TOP STORY >> City attorney duties vary
Leader staff writer
Some officials in Jacksonville say it might be time for the city attorney’s position to become full time. But when it comes to city attorneys in Arkansas, part time and full time are just words that have only the weight the city councils decide to give them.
State law says first-class cities with mayor-council governments shall elect city attorneys every four years. But how much those attorneys are paid and their exact duties vary from city to city and appear to be based as much on tradition as law.
Buck Gibson, elected as the city attorney in Searcy in 2002, prepares ordinances and resolutions for the city council, prosecutes in district and circuit court and advises the mayor and council on legal matters.
He is considered a full-time city attorney, but Gibson says his $22,000 take-home pay for the job doesn’t begin to support him in the manner that people mistakenly believe lawyers are accustomed. His real income is from his private practice, he says.
In contrast, Robert Bamburg, Jacksonville’s part-time city attorney, is paid $64,432 for services similar to those Gibson provides. And like Gibson, Bamburg has a private practice.
Beebe City Attorney Mark Derrick is appointed by the city council because no lawyer from Beebe has filed to run for the job.
Derrick’s gross pay of almost $28,000 for his part-time job is about the same as Gibson’s full-time job and his duties are similar.
Derrick lives in Searcy and could lose his job in Beebe if a qualified lawyer decided to run for it.
In Lonoke, City Attorney Camille Bennett is elected to her position. She’s on a $2,000 annual retainer to attend council meetings and advise the mayor and council. But drafting ordinances is considered billable hours. And although most city attorneys are expected to prosecute cases in district court, Lonoke pays the county for that work.
Since the only thing clear about part time or full time is that the issue is clearly confusing, Cabot asked for a definitive answer from the attorney general’s office three years ago but came away empty-handed.
“It has long been the policy of the attorney general’s office to decline to construe the provisions of local ordinances,” Assistant Attorney General Joel DiPippa wrote in August 2006 for then Attorney General Mike Beebe.
The question arose in Cabot about four years after Keith Rhodes, that city’s last elected part-time city attorney, resigned late in 2001, saying the job required more time than he had to give.
At that time, the only ordinance on record describing duties was passed in 1982. It said the city attorney was to advise the mayor and council members whenever requested, provide legal advice and prepare legal opinions.
However, Rhodes was responsible for ordinances and resolutions, he advised the council, prosecuted in district court and handled some lawsuits for the city. When he left, the entire budget for his office was his $16,000 salary.
The job became full time with a $50,000 salary that same year when Jason Carter took over the job. Early in 2002, the city hired a legal assistant to work in the office and later that year the city hired a deputy city attorney to work as prosecutor in district court.
The ordinance making the job full time required the city attorney to maintain an office at city hall, to be present during regular business hours and to attend after-hour city functions. Those duties were in addition to the ones defined in the 1982 ordinance.
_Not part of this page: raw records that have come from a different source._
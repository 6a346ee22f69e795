#![cfg_attr(coverage_nightly, feature(coverage_attribute))]
//! Generic CRUD services.
//!
//! A [`CrudService`] runs the create/read/update/delete pipeline for one
//! entity type on top of a row-filtered [`StorageProvider`](crudkit_db::StorageProvider).
//! Per-entity behavior is plugged in through [`ServiceHooks`]; validation
//! problems are collected in a shared [`ValidationSink`] that the request
//! layer keeps in sync through [`ApiValidation`].

pub mod config;
pub mod error;
pub mod hooks;
pub mod host;
pub mod pagination;
pub mod service;
pub mod validation;

pub use config::{CrudkitConfig, PaginationConfig, SchemaConfig, load_config};
pub use error::{AccessDenied, MappingError};
pub use hooks::{Operation, ServiceHooks};
pub use host::{ApiValidation, ValidationHost, format_key, local_redirect};
pub use pagination::{PageWindow, PaginatedList, PaginationView};
pub use service::CrudService;
pub use validation::{ValidationErrors, ValidationSink};

#[cfg(test)]
mod test_support;
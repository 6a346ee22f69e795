use std::path::Path;

use anyhow::Context;
use crudkit_db::SchemaMode;
use figment::Figment;
use figment::providers::{Env, Format, Yaml};
use serde::Deserialize;

use crate::pagination::{DEFAULT_PAGE_SIZE, DEFAULT_VISIBLE_PAGES};

/// Environment prefix; nested keys are separated by `__`, e.g.
/// `CRUDKIT__PAGINATION__DEFAULT_PAGE_SIZE=20`.
pub const ENV_PREFIX: &str = "CRUDKIT__";

#[derive(Debug, Clone, PartialEq, Eq, Deserialize)]
#[serde(default, deny_unknown_fields)]
pub struct PaginationConfig {
    pub default_page_size: u64,
    pub visible_pages: u64,
    pub max_page_size: u64,
}

impl Default for PaginationConfig {
    fn default() -> Self {
        Self {
            default_page_size: DEFAULT_PAGE_SIZE,
            visible_pages: DEFAULT_VISIBLE_PAGES,
            max_page_size: 500,
        }
    }
}

impl PaginationConfig {
    /// Effective page size for a request: the default when absent, clamped
    /// to `1..=max_page_size`.
    #[must_use]
    pub fn page_size(&self, requested: Option<u64>) -> u64 {
        requested
            .unwrap_or(self.default_page_size)
            .clamp(1, self.max_page_size.max(1))
    }
}

#[derive(Debug, Clone, Default, PartialEq, Eq, Deserialize)]
#[serde(default, deny_unknown_fields)]
pub struct SchemaConfig {
    /// `migrate` adds missing hidden columns at startup, `verify` only
    /// checks for them.
    pub mode: SchemaMode,
}

#[derive(Debug, Clone, Default, PartialEq, Eq, Deserialize)]
#[serde(default, deny_unknown_fields)]
pub struct CrudkitConfig {
    pub pagination: PaginationConfig,
    pub schema: SchemaConfig,
}

/// Loads configuration from an optional YAML file, then overlays
/// `CRUDKIT__*` environment variables.
///
/// # Errors
/// Returns an error if the file cannot be parsed or a value has the wrong
/// shape.
pub fn load_config(path: Option<&Path>) -> anyhow::Result<CrudkitConfig> {
    let mut figment = Figment::new();
    if let Some(path) = path {
        figment = figment.merge(Yaml::file(path));
    }
    figment
        .merge(Env::prefixed(ENV_PREFIX).split("__"))
        .extract()
        .context("invalid crudkit configuration")
}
In 2005, Ken Williams, who succeeded Carter, resigned and the city council appointed Clint McGue, the longtime appointed Ward city attorney, to fill the position. McGue did not give up his position in Ward and worked out of his law office in Cabot, not city hall. His salary was $60,427.
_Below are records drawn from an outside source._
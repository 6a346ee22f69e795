use thiserror::Error;

/// Problems detected while registering or binding entity types.
///
/// These surface at startup (or when a service binds its collection), never
/// on the query path.
#[derive(Debug, Error)]
pub enum ConfigError {
    #[error("entity type `{entity}` is not registered with the row filter policy")]
    Unregistered { entity: &'static str },

    #[error("entity type `{entity}` needs hidden column `{column}`, which storage does not provide")]
    MissingHiddenColumn {
        entity: &'static str,
        column: &'static str,
    },

    #[error("schema provisioning failed for `{entity}`: {message}")]
    Provisioning { entity: &'static str, message: String },
}

impl ConfigError {
    pub fn provisioning(entity: &'static str, message: impl Into<String>) -> Self {
        Self::Provisioning {
            entity,
            message: message.into(),
        }
    }
}

#[derive(Debug, Error)]
pub enum StorageError {
    #[error("operation cancelled")]
    Cancelled,

    #[error("no visible `{entity}` row with id {id}")]
    RowNotFound { entity: &'static str, id: String },

    #[error("cannot insert tenant-scoped `{entity}` without a caller tenant")]
    MissingTenant { entity: &'static str },

    #[error("key space exhausted for `{entity}`")]
    KeyExhausted { entity: &'static str },

    #[error(transparent)]
    Config(#[from] ConfigError),

    #[error("storage engine error: {0}")]
    Engine(String),

    #[error("database error: {0}")]
    Db(#[from] sea_orm::DbErr),
}

impl StorageError {
    pub fn engine(message: impl Into<String>) -> Self {
        Self::Engine(message.into())
    }

    pub(crate) fn row_not_found(entity: &'static str, id: &impl std::fmt::Debug) -> Self {
        Self::RowNotFound {
            entity,
            id: format!("{id:?}"),
        }
    }
}
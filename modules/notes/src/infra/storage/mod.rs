pub mod entity;
pub mod migrations;
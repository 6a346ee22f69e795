use std::sync::Arc;

use anyhow::Context;
use arc_swap::ArcSwapOption;
use crudkit::{AccessDenied, CrudService, PaginatedList, PaginationView, ValidationSink};
use crudkit_db::{DbSession, RowFilterPolicy, SeaOrmEngine};
use crudkit_security::SecurityContext;
use sea_orm::DatabaseConnection;
use sea_orm_migration::{MigrationTrait, MigratorTrait};
use tracing::info;

use crate::config::NotesConfig;
use crate::domain::dto::{NoteDto, NoteSummary};
use crate::domain::hooks::notes_hooks;
use crate::infra::storage::entity::Model as Note;
use crate::infra::storage::migrations::Migrator;

/// Notes service bound to one caller.
pub type NoteService = CrudService<Note, NoteDto, DbSession<Note>>;

/// View name the pager links point at.
pub const LIST_VIEW: &str = "notes";

struct NotesState {
    engine: Arc<SeaOrmEngine<Note>>,
    policy: Arc<RowFilterPolicy>,
    config: NotesConfig,
}

pub struct NotesModule {
    state: ArcSwapOption<NotesState>,
}

impl Default for NotesModule {
    fn default() -> Self {
        Self {
            state: ArcSwapOption::from(None),
        }
    }
}

impl NotesModule {
    #[must_use]
    pub fn migrations() -> Vec<Box<dyn MigrationTrait>> {
        info!("Providing notes database migrations");
        Migrator::migrations()
    }

    /// Runs migrations, then registers notes with the row filter policy
    /// (adding the hidden columns in `migrate` mode).
    ///
    /// # Errors
    /// Fails if migrations fail or the table cannot carry the hidden columns.
    pub async fn init(&self, db: DatabaseConnection, config: NotesConfig) -> anyhow::Result<()> {
        info!("Initializing notes module");

        Migrator::up(&db, None)
            .await
            .context("failed to run notes migrations")?;

        let engine = Arc::new(SeaOrmEngine::<Note>::new(db));
        let mut builder = RowFilterPolicy::builder().mode(config.schema.mode);
        builder
            .register::<Note>(engine.as_ref())
            .await
            .context("failed to register notes with the row filter policy")?;

        self.state.store(Some(Arc::new(NotesState {
            engine,
            policy: Arc::new(builder.build()),
            config,
        })));

        info!("Notes module initialized");
        Ok(())
    }

    #[must_use]
    pub fn is_initialized(&self) -> bool {
        self.state.load().is_some()
    }

    /// Service for one request. Errors land in `validation`.
    ///
    /// # Errors
    /// Fails if [`init`](Self::init) has not completed.
    pub fn service(&self, ctx: SecurityContext, validation: ValidationSink) -> anyhow::Result<NoteService> {
        let state = self
            .state
            .load_full()
            .ok_or_else(|| anyhow::anyhow!("notes module not initialized"))?;
        let session = DbSession::new(state.engine.clone(), state.policy.clone(), ctx);
        let hooks = notes_hooks(state.config.max_title_length, state.config.max_body_length);
        Ok(CrudService::new(session, validation, hooks))
    }

    /// One page of note summaries plus its pager view model. Missing paging
    /// arguments fall back to the configured defaults.
    ///
    /// # Errors
    /// [`AccessDenied`] if the caller may not list notes.
    pub async fn summary_page(
        &self,
        service: &NoteService,
        page: Option<u64>,
        page_size: Option<u64>,
    ) -> Result<(PaginatedList<NoteSummary>, PaginationView), AccessDenied> {
        let pagination = self
            .state
            .load()
            .as_ref()
            .map(|state| state.config.pagination.clone())
            .unwrap_or_default();
        let size = pagination.page_size(page_size);
        let list = service
            .list_page(page.unwrap_or(1), size)
            .await?
            .map(NoteSummary::from);
        let view = list.view(LIST_VIEW, pagination.visible_pages);
        Ok((list, view))
    }
}

#[cfg(test)]
#[cfg_attr(coverage_nightly, coverage(off))]
mod tests {
    use super::*;

    #[test]
    fn module_starts_uninitialized() {
        let module = NotesModule::default();
        assert!(!module.is_initialized());
        assert!(module
            .service(SecurityContext::anonymous(), ValidationSink::new())
            .is_err());
    }

    #[test]
    fn provides_migrations() {
        assert_eq!(NotesModule::migrations().len(), 1);
    }
}
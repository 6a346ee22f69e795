use secrecy::SecretString;
use serde::Deserialize;

/// SMTP relay settings.
#[derive(Debug, Clone, Deserialize)]
#[serde(deny_unknown_fields)]
pub struct SmtpConfig {
    /// Host name or IP address of the relay.
    pub server: String,
    #[serde(default = "default_port")]
    pub port: u16,
    pub user: String,
    pub password: SecretString,
    /// Address messages are sent from.
    pub sender: String,
    #[serde(default = "default_enable_ssl")]
    pub enable_ssl: bool,
}

fn default_port() -> u16 {
    587
}

fn default_enable_ssl() -> bool {
    true
}

impl SmtpConfig {
    /// `server:port`, for logs.
    #[must_use]
    pub fn relay(&self) -> String {
        format!("{}:{}", self.server, self.port)
    }
}

#[cfg(test)]
#[cfg_attr(coverage_nightly, coverage(off))]
mod tests {
    use secrecy::ExposeSecret;

    use super::*;

    #[test]
    fn defaults_and_redaction() {
        let config: SmtpConfig = serde_json::from_value(serde_json::json!({
            "server": "smtp.example.com",
            "user": "mailer",
            "password": "hunter2",
            "sender": "noreply@example.com"
        }))
        .unwrap();

        assert_eq!(config.port, 587);
        assert!(config.enable_ssl);
        assert_eq!(config.relay(), "smtp.example.com:587");
        assert_eq!(config.password.expose_secret(), "hunter2");
        assert!(!format!("{config:?}").contains("hunter2"));
    }
}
Odis Waymack, who was on the city council at the time, voted against the appointment, saying the position was full time and that if McGue was going to fill it, he should at least be in the office at city hall during regular business hours.
But when the question was put to the attorney general, the answer, in essence, was that the city would have to interpret its own ordinances.
A further attempt in 2006 to firm up the city attorney’s duties died on the floor of the council chamber for lack of a second.
That proposed ordinance would have required the city attorney to prosecute in district court, approve all contracts and draft all ordinances and resolutions. But since it didn’t pass, the duties remain vague.
Jim Taylor, who filed for city attorney as a Republican and won easily over McGue in 2006, maintains an office at city hall and attends evening council, committee and commission meetings.
He doesn’t necessarily stay in the office during the day and his 2009 salary is $73,310. Also included in the budget for that office is $14,261 for the attorney who prosecutes in district court and $34,690 for the paralegal who runs the office and helps prepare ordinances and resolutions.